(Beginning of Exercise input)

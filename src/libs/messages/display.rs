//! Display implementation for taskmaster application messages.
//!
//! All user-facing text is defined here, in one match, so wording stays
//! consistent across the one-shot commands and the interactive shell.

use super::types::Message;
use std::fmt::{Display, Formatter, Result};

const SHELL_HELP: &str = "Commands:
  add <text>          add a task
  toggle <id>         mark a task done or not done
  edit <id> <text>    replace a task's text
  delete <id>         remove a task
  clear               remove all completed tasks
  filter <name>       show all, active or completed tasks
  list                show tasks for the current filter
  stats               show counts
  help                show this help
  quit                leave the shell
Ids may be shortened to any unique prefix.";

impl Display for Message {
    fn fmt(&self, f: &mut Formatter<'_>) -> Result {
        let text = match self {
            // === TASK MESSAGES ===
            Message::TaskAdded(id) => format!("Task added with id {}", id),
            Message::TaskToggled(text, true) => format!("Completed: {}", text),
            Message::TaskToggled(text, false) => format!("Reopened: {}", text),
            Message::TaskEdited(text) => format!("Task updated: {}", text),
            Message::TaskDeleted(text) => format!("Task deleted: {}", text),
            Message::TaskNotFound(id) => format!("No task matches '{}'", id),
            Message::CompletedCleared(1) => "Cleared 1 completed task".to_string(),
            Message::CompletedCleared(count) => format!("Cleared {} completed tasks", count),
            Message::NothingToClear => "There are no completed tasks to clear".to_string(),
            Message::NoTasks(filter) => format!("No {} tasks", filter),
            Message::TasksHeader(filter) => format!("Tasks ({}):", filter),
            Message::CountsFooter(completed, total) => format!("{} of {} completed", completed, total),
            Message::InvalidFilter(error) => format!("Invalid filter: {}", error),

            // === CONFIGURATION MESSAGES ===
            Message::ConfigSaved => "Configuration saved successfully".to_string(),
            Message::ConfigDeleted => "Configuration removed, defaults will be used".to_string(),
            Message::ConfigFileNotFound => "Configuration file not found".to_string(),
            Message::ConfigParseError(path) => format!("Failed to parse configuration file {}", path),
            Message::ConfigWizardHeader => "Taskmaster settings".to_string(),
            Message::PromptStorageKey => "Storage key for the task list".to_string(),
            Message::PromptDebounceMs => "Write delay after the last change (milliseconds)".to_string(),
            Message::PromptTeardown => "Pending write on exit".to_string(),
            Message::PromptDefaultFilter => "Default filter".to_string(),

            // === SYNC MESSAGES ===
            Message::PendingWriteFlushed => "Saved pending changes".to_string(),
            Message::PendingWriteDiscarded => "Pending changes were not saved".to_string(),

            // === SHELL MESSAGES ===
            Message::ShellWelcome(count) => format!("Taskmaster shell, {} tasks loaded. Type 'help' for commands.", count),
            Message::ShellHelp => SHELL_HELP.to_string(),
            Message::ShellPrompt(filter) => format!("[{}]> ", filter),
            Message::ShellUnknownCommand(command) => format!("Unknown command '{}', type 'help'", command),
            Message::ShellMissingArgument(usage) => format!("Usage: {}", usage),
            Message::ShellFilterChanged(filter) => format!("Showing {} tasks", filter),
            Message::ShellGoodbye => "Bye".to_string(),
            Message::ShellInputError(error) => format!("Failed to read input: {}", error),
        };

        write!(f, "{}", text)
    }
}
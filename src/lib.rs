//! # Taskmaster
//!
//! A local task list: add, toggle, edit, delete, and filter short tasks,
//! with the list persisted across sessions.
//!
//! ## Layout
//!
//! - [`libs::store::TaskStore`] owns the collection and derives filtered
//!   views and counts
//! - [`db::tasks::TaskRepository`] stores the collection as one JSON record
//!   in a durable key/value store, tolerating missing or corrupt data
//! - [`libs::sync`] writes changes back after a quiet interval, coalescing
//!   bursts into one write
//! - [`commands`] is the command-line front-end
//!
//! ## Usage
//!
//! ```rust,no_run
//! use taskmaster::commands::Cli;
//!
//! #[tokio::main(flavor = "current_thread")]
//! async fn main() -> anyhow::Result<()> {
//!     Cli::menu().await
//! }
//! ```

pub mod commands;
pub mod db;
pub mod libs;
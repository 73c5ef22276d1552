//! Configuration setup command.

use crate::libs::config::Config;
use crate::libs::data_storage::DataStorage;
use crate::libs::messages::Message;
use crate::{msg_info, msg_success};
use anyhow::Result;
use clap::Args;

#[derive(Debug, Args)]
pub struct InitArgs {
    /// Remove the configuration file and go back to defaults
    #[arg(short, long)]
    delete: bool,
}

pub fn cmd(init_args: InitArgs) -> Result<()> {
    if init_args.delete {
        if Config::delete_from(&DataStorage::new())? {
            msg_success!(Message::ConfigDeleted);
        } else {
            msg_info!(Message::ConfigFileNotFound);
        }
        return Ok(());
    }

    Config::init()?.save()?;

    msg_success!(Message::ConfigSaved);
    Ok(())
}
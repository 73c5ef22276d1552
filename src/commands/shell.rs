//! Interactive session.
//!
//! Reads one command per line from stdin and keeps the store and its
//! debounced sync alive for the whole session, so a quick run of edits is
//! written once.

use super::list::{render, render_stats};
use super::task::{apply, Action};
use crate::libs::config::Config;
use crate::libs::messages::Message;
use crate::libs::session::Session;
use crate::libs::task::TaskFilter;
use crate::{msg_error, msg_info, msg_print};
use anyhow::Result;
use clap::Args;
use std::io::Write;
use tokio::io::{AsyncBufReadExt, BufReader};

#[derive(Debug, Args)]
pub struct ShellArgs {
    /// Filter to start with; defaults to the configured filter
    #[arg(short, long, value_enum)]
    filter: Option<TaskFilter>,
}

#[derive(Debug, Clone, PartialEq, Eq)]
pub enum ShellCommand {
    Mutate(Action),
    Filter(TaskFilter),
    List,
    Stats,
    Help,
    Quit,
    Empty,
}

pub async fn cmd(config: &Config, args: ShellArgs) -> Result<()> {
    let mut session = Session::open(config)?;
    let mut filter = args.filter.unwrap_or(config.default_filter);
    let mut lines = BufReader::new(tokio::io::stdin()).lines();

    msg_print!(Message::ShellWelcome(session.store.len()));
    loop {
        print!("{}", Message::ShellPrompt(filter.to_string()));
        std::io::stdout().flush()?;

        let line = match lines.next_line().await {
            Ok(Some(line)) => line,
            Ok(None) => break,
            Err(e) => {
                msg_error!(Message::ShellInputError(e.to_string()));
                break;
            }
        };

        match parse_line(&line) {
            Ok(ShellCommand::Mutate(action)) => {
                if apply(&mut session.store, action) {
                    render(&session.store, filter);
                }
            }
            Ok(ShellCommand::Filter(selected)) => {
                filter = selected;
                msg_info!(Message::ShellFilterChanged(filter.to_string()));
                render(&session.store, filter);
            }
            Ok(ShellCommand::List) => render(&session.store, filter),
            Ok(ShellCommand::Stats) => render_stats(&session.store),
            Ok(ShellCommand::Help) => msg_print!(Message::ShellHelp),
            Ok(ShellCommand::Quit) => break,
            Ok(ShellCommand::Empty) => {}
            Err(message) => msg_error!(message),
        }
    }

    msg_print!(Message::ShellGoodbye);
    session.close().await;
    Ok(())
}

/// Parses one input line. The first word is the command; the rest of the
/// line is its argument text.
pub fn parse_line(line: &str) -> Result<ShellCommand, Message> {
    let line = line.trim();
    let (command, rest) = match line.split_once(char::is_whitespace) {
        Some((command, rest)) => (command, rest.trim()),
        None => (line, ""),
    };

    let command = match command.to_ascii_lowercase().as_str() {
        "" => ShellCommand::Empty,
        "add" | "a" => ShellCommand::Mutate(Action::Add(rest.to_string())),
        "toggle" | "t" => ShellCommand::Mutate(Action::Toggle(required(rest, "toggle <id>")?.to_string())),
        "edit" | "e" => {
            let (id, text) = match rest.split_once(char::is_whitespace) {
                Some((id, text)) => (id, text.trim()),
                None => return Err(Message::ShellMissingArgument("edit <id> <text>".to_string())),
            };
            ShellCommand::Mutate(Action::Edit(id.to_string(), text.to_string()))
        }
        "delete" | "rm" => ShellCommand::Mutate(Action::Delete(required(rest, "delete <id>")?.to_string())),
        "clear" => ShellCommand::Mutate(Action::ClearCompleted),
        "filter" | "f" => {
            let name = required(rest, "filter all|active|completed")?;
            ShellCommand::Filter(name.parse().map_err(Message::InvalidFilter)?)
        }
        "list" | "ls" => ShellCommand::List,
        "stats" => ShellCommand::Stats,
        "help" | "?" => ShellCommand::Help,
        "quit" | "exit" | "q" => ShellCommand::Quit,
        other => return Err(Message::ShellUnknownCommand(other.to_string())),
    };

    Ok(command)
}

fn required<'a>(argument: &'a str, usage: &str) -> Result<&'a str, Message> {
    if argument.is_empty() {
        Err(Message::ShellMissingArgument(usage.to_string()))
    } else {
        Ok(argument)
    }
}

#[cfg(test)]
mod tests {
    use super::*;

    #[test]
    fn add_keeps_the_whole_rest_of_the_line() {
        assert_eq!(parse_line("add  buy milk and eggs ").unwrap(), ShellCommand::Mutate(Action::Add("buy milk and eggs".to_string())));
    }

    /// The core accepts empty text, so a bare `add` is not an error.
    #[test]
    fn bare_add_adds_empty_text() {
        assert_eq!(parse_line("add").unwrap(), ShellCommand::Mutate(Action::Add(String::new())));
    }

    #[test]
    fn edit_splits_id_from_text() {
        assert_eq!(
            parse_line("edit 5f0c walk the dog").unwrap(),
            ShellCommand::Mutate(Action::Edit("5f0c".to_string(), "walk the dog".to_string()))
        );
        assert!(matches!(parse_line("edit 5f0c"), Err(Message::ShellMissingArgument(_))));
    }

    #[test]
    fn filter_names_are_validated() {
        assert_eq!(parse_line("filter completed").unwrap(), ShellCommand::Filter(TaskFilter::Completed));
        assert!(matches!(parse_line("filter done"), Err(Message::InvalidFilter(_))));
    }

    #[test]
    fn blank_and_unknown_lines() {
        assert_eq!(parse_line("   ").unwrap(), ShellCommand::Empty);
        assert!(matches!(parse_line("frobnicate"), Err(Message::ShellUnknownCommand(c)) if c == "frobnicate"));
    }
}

(End of Exercise input)

Requirement: After locating the line holding "the command-line front-end" above, output exactly that line and every line after it through the line holding "#[arg(short, long, value_enum)]". Include nothing else.

Solution:
//! - [`commands`] is the command-line front-end
//!
//! ## Usage
//!
//! ```rust,no_run
//! use taskmaster::commands::Cli;
//!
//! #[tokio::main(flavor = "current_thread")]
//! async fn main() -> anyhow::Result<()> {
//!     Cli::menu().await
//! }
//! ```

pub mod commands;
pub mod db;
pub mod libs;
repository 73c5ef22276d1552
//! Configuration setup command.

use crate::libs::config::Config;
use crate::libs::data_storage::DataStorage;
use crate::libs::messages::Message;
use crate::{msg_info, msg_success};
use anyhow::Result;
use clap::Args;

#[derive(Debug, Args)]
pub struct InitArgs {
    /// Remove the configuration file and go back to defaults
    #[arg(short, long)]
    delete: bool,
}

pub fn cmd(init_args: InitArgs) -> Result<()> {
    if init_args.delete {
        if Config::delete_from(&DataStorage::new())? {
            msg_success!(Message::ConfigDeleted);
        } else {
            msg_info!(Message::ConfigFileNotFound);
        }
        return Ok(());
    }

    Config::init()?.save()?;

    msg_success!(Message::ConfigSaved);
    Ok(())
}
repository 73c5ef22276d1552
filename src/commands/shell.rs
//! Interactive session.
//!
//! Reads one command per line from stdin and keeps the store and its
//! debounced sync alive for the whole session, so a quick run of edits is
//! written once.

use super::list::{render, render_stats};
use super::task::{apply, Action};
use crate::libs::config::Config;
use crate::libs::messages::Message;
use crate::libs::session::Session;
use crate::libs::task::TaskFilter;
use crate::{msg_error, msg_info, msg_print};
use anyhow::Result;
use clap::Args;
use std::io::Write;
use tokio::io::{AsyncBufReadExt, BufReader};

#[derive(Debug, Args)]
pub struct ShellArgs {
    /// Filter to start with; defaults to the configured filter
    #[arg(short, long, value_enum)]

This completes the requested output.